Isn’t it funny how quickly “life” can pull us away from what we thought was a set habit. It takes very little to do the same in my world…and when Steve was working full time from home, oh boy… that just derailed every routine! He is back at work most days, so I am focusing on getting back to my journaling/prayer time. Thank you for sharing your habit!
Coffee and some quiet journal time, and occasionally watching the sun rise. Slow steady start to the day which is good ’cause then it’s work-work which has surprisingly taken up pretty much the same amount of time as when I was going into the office.
I read this post on Monday morning and have been swooning over it ever since. We have similar morning routines – I start with coffee and making sure my hobonichi weeks is up to date. Then I write in my journal which takes 20-30 minutes. After journaling, I used to do a daily bible reading and write in my prayer journal, but that’s become harder for me for a lot of reasons. Now, I typically turn on my computer, run to the basement to crank the dryer back up, and then refill my coffee cup on my way back to my desk to work on a blog post, respond to comments, and catch up on the blogs I follow. I stay at my desk for as long as the kids will let me… usually until right around 6am. It’s an amazing hour and a half of silence and it’s become so important to me – especially during these last few months. (and now the kids are ready to get up, so duty calls even though I want to write more in this comment!!)
Sounds like you have a great morning ritual for you.

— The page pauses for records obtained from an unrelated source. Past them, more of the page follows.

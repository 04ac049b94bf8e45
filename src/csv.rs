use serde::{Deserialize, Serialize, Serializer};
use std::fs::{File, OpenOptions};
use std::io::{self, Write};
use std::path::{Path, PathBuf};
use thiserror::Error;
use tracing::debug;

use crate::amount::AmountError;
use crate::model::{Snapshot, TxKind};
use crate::{Amount, ClientId, Transaction, TxId};

/// Header of every transaction log. The spaces are part of the fixture.
pub const LOG_HEADER: [&str; 4] = ["type", " client", " tx", " amount"];

/// Errors that can occur when writing fixtures
#[derive(Debug, Error)]
pub enum OutputError {
    #[error("{0} already exists, refusing to overwrite it")]
    AlreadyExists(PathBuf),

    #[error("failed to open {path}: {source}")]
    Open { path: PathBuf, source: io::Error },

    #[error("failed to write row: {0}")]
    Csv(#[from] csv::Error),

    #[error("failed to flush output: {0}")]
    Flush(#[from] io::Error),
}

/// Errors that can occur when parsing csv rows
#[derive(Debug, Error)]
pub enum CsvError {
    #[error("failed to open {path}: {source}")]
    Open { path: PathBuf, source: csv::Error },

    #[error("line {line}: failed to parse row: {source}")]
    Parse { line: usize, source: csv::Error },

    #[error("line {line}: unrecognized transaction type '{tx_type}'")]
    UnrecognizedType { line: usize, tx_type: String },

    #[error("line {line}: {tx_type} missing amount")]
    MissingAmount { line: usize, tx_type: TxKind },

    #[error("line {line}: {source}")]
    InvalidAmount { line: usize, source: AmountError },
}

/// Open a fixture destination. Never appends: either truncates (`overwrite`)
/// or creates the file exclusively.
pub fn open_output(path: impl AsRef<Path>, overwrite: bool) -> Result<File, OutputError> {
    let path = path.as_ref();
    let mut options = OpenOptions::new();
    options.write(true);
    if overwrite {
        options.create(true).truncate(true);
    } else {
        options.create_new(true);
    }

    let file = options.open(path).map_err(|source| {
        if source.kind() == io::ErrorKind::AlreadyExists {
            OutputError::AlreadyExists(path.to_path_buf())
        } else {
            OutputError::Open {
                path: path.to_path_buf(),
                source,
            }
        }
    })?;
    debug!(path = %path.display(), overwrite, "opened output");
    Ok(file)
}

/// What goes in the amount column of a row that carries no amount.
#[derive(Debug, Clone, Copy, PartialEq, Eq)]
pub enum Placeholder {
    /// `dispute,1,2,`
    Empty,
    /// `dispute,1,2,0`
    Zero,
    /// `resolve,1,2,0.000`
    ZeroPadded,
}

impl Placeholder {
    pub fn as_str(self) -> &'static str {
        match self {
            Placeholder::Empty => "",
            Placeholder::Zero => "0",
            Placeholder::ZeroPadded => "0.000",
        }
    }
}

/// Amount column conventions of a log. Downstream parsers are tested
/// against these exact forms, so each generator keeps its own.
///
/// Only the placeholders vary. Deposit and withdrawal amounts are always
/// written with four fraction digits (`0.5000`, never `0.5`).
#[derive(Debug, Clone, Copy, PartialEq, Eq)]
pub struct Dialect {
    pub dispute: Placeholder,
    pub resolve: Placeholder,
    pub chargeback: Placeholder,
}

impl Dialect {
    /// Uncorrelated bulk batches.
    pub const BULK: Dialect = Dialect {
        dispute: Placeholder::Zero,
        resolve: Placeholder::ZeroPadded,
        chargeback: Placeholder::Empty,
    };

    /// Lifecycle oracle logs.
    pub const LIFECYCLE: Dialect = Dialect {
        dispute: Placeholder::Empty,
        resolve: Placeholder::ZeroPadded,
        chargeback: Placeholder::Empty,
    };

    fn cell(&self, tx: &Transaction) -> AmountCell {
        match tx {
            Transaction::Deposit { amount, .. } | Transaction::Withdrawal { amount, .. } => {
                AmountCell::Value(*amount)
            }
            Transaction::Dispute { .. } => AmountCell::Placeholder(self.dispute),
            Transaction::Resolve { .. } => AmountCell::Placeholder(self.resolve),
            Transaction::Chargeback { .. } => AmountCell::Placeholder(self.chargeback),
        }
    }
}

enum AmountCell {
    Value(Amount),
    Placeholder(Placeholder),
}

impl Serialize for AmountCell {
    fn serialize<S: Serializer>(&self, serializer: S) -> Result<S::Ok, S::Error> {
        match self {
            AmountCell::Value(amount) => serializer.collect_str(amount),
            AmountCell::Placeholder(p) => serializer.serialize_str(p.as_str()),
        }
    }
}

#[derive(Serialize)]
struct LogRow {
    r#type: &'static str,
    client: ClientId,
    tx: TxId,
    amount: AmountCell,
}

/// Writes a transaction log: header line first, then one row per transaction.
pub struct LogWriter<W: Write> {
    writer: csv::Writer<W>,
    dialect: Dialect,
    rows: u64,
}

impl<W: Write> LogWriter<W> {
    pub fn new(inner: W, dialect: Dialect) -> Result<Self, OutputError> {
        let mut writer = csv::WriterBuilder::new()
            .has_headers(false)
            .quote_style(csv::QuoteStyle::Never)
            .from_writer(inner);
        writer.write_record(LOG_HEADER)?;

        Ok(Self {
            writer,
            dialect,
            rows: 0,
        })
    }

    pub fn write(&mut self, tx: &Transaction) -> Result<(), OutputError> {
        let row = LogRow {
            r#type: tx.kind().as_str(),
            client: tx.client(),
            tx: tx.tx(),
            amount: self.dialect.cell(tx),
        };
        self.writer.serialize(&row)?;
        self.rows += 1;
        Ok(())
    }

    /// Flush and hand back the underlying writer.
    pub fn finish(self) -> Result<(u64, W), OutputError> {
        let rows = self.rows;
        let inner = self
            .writer
            .into_inner()
            .map_err(|e| OutputError::Flush(e.into_error()))?;
        Ok((rows, inner))
    }
}

/// Write snapshot rows with their `client,available,held,total,locked` header
pub fn write_snapshots<'a, W: Write>(
    inner: W,
    snapshots: impl IntoIterator<Item = &'a Snapshot>,
) -> Result<W, OutputError> {
    let mut writer = csv::Writer::from_writer(inner);
    for snapshot in snapshots {
        writer.serialize(snapshot)?;
    }
    writer.into_inner().map_err(|e| OutputError::Flush(e.into_error()))
}

#[derive(Debug, Deserialize)]
struct InputRow {
    r#type: String,
    client: ClientId,
    tx: TxId,
    amount: Option<String>,
}

/// Read transactions from a csv file
pub fn read_transactions(
    path: impl AsRef<Path>,
) -> Result<impl Iterator<Item = Result<Transaction, CsvError>>, CsvError> {
    let path = path.as_ref();
    let reader = csv::ReaderBuilder::new()
        .trim(csv::Trim::All)
        .flexible(true)
        .from_path(path)
        .map_err(|source| CsvError::Open {
            path: path.to_path_buf(),
            source,
        })?;

    Ok(reader
        .into_deserialize::<InputRow>()
        .enumerate()
        .map(|(idx, result)| {
            let line = idx + 2; // 1-indexed, skip header
            let row = result.map_err(|source| CsvError::Parse { line, source })?;
            parse_row(line, row)
        }))
}

fn parse_row(line: usize, row: InputRow) -> Result<Transaction, CsvError> {
    let kind = TxKind::parse(&row.r#type).ok_or_else(|| CsvError::UnrecognizedType {
        line,
        tx_type: row.r#type.clone(),
    })?;
    let (client, tx) = (row.client, row.tx);

    let amount = || -> Result<Amount, CsvError> {
        let raw = row
            .amount
            .as_deref()
            .filter(|raw| !raw.is_empty())
            .ok_or(CsvError::MissingAmount {
                line,
                tx_type: kind,
            })?;
        raw.parse()
            .map_err(|source| CsvError::InvalidAmount { line, source })
    };

    Ok(match kind {
        TxKind::Deposit => Transaction::Deposit {
            client,
            tx,
            amount: amount()?,
        },
        TxKind::Withdrawal => Transaction::Withdrawal {
            client,
            tx,
            amount: amount()?,
        },
        // whatever sits in the amount column of these rows is ignored
        TxKind::Dispute => Transaction::Dispute { client, tx },
        TxKind::Resolve => Transaction::Resolve { client, tx },
        TxKind::Chargeback => Transaction::Chargeback { client, tx },
    })
}

/// Read every row of a snapshot file
pub fn read_snapshots(path: impl AsRef<Path>) -> Result<Vec<Snapshot>, CsvError> {
    let path = path.as_ref();
    let reader = csv::ReaderBuilder::new()
        .trim(csv::Trim::All)
        .from_path(path)
        .map_err(|source| CsvError::Open {
            path: path.to_path_buf(),
            source,
        })?;

    reader
        .into_deserialize::<Snapshot>()
        .enumerate()
        .map(|(idx, result)| result.map_err(|source| CsvError::Parse { line: idx + 2, source }))
        .collect()
}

My mornings start with coffee, but no IG. Occasionally email, but mostly I sit and think while I wake up or work on a little knitting (something easy like my Hitchhiker or socks). currently I’m missing my mid-day walks, but with the antibiotic I’m on for Lyme I need to stay out of the sun, so I’m taking that to heart. Catching up a bit on blogs today. I vote for Malaga Tank or Topolino for you!
My morning practice is fairly simple. In the good weather, I begin with a stretching routine and then a quiet walk – no phone. After breakfast, I have the first cup of tea, journal, and spend time at my desk – sometimes writing sometimes thinking, sometimes reading. Often my morning involves a FaceTime call with my daughter and some combination of her children. In the winter I walk in the afternoons.